**What you need to do**
Go line by line through the listing below and copy those that hold "templates".

**Data records**

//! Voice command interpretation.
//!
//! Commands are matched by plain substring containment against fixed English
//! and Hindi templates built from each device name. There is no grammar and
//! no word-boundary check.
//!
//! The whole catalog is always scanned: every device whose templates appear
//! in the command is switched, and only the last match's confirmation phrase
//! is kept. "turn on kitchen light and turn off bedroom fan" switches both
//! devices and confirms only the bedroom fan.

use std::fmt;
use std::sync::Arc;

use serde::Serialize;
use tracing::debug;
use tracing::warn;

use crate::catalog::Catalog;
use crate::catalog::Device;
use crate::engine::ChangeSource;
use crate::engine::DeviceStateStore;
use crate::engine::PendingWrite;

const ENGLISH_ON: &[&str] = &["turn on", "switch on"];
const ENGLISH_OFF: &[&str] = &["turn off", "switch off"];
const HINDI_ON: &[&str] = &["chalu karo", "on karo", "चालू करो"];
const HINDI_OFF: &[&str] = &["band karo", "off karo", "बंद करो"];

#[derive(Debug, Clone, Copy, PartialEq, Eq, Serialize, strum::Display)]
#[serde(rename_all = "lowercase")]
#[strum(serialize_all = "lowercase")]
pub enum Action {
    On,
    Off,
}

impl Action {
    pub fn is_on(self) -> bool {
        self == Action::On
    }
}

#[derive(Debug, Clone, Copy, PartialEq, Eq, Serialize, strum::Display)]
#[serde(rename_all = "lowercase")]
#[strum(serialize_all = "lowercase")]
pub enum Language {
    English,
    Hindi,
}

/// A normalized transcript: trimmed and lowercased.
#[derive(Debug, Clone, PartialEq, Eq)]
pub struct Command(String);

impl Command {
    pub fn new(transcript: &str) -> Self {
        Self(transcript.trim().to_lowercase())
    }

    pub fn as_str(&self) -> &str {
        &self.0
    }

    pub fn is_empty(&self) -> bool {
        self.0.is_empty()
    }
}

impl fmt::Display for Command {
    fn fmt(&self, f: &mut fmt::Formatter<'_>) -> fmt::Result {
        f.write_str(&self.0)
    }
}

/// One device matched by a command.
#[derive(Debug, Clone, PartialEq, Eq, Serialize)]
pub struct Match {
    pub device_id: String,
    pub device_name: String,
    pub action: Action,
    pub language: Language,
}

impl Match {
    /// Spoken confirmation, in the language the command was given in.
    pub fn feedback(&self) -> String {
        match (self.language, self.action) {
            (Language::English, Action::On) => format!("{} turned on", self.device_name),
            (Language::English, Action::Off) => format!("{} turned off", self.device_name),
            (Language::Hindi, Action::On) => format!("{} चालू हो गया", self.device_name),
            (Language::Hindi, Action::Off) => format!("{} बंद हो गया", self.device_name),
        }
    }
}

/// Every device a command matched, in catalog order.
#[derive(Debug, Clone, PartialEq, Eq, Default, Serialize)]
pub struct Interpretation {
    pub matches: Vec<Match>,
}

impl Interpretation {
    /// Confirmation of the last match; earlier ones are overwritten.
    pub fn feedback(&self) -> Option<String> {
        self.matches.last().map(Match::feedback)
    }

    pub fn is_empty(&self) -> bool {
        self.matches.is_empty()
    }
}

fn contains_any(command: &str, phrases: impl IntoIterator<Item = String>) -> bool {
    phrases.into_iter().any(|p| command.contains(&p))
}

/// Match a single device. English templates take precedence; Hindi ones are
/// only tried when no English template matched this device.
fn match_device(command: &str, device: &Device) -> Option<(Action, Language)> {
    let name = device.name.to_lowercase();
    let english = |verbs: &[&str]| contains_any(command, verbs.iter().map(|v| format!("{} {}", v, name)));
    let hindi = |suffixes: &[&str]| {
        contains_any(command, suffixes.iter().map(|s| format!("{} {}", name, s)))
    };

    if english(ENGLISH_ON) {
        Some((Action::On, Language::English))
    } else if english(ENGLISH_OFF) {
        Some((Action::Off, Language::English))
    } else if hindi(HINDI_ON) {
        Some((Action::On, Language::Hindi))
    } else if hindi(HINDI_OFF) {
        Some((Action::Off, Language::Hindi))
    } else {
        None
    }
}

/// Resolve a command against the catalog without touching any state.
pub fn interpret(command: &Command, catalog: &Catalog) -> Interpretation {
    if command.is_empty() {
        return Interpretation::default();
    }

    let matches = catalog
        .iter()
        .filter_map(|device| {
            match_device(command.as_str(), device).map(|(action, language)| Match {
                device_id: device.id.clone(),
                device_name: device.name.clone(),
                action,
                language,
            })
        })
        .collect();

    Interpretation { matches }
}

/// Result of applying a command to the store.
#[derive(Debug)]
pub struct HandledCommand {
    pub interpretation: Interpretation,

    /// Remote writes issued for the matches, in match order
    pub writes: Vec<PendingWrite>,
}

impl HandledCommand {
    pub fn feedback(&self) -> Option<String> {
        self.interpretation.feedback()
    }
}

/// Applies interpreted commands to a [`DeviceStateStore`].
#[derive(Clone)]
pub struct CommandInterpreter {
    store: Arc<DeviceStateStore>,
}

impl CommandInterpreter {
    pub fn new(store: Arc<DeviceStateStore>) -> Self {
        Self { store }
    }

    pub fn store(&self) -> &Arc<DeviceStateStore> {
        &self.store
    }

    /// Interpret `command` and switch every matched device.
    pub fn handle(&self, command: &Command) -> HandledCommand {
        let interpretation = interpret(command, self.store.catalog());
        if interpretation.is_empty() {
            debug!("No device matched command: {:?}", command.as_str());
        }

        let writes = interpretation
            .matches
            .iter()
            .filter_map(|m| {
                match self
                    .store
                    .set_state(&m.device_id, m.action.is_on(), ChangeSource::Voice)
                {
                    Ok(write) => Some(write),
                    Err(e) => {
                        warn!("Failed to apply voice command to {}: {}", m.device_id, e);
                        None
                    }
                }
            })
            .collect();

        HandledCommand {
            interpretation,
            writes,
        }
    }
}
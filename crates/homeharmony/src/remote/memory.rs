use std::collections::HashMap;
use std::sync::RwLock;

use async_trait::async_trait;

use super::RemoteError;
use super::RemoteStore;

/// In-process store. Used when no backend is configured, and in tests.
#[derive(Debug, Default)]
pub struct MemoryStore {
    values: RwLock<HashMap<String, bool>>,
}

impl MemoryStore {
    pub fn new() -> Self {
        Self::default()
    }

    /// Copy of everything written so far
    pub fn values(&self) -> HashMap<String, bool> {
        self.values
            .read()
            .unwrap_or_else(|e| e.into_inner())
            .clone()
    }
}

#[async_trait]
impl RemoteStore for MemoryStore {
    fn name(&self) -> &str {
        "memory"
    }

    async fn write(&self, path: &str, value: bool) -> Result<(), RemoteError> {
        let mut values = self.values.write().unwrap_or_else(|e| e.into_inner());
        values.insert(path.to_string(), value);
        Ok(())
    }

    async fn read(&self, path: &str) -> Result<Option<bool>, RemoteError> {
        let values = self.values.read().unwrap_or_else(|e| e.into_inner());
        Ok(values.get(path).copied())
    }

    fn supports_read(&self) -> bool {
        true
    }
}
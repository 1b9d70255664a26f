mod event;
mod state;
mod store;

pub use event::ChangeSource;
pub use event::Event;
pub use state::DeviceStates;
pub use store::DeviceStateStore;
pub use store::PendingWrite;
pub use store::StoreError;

**Answer for this exercise**
//! and Hindi templates built from each device name. There is no grammar and
//! The whole catalog is always scanned: every device whose templates appear
/// Match a single device. English templates take precedence; Hindi ones are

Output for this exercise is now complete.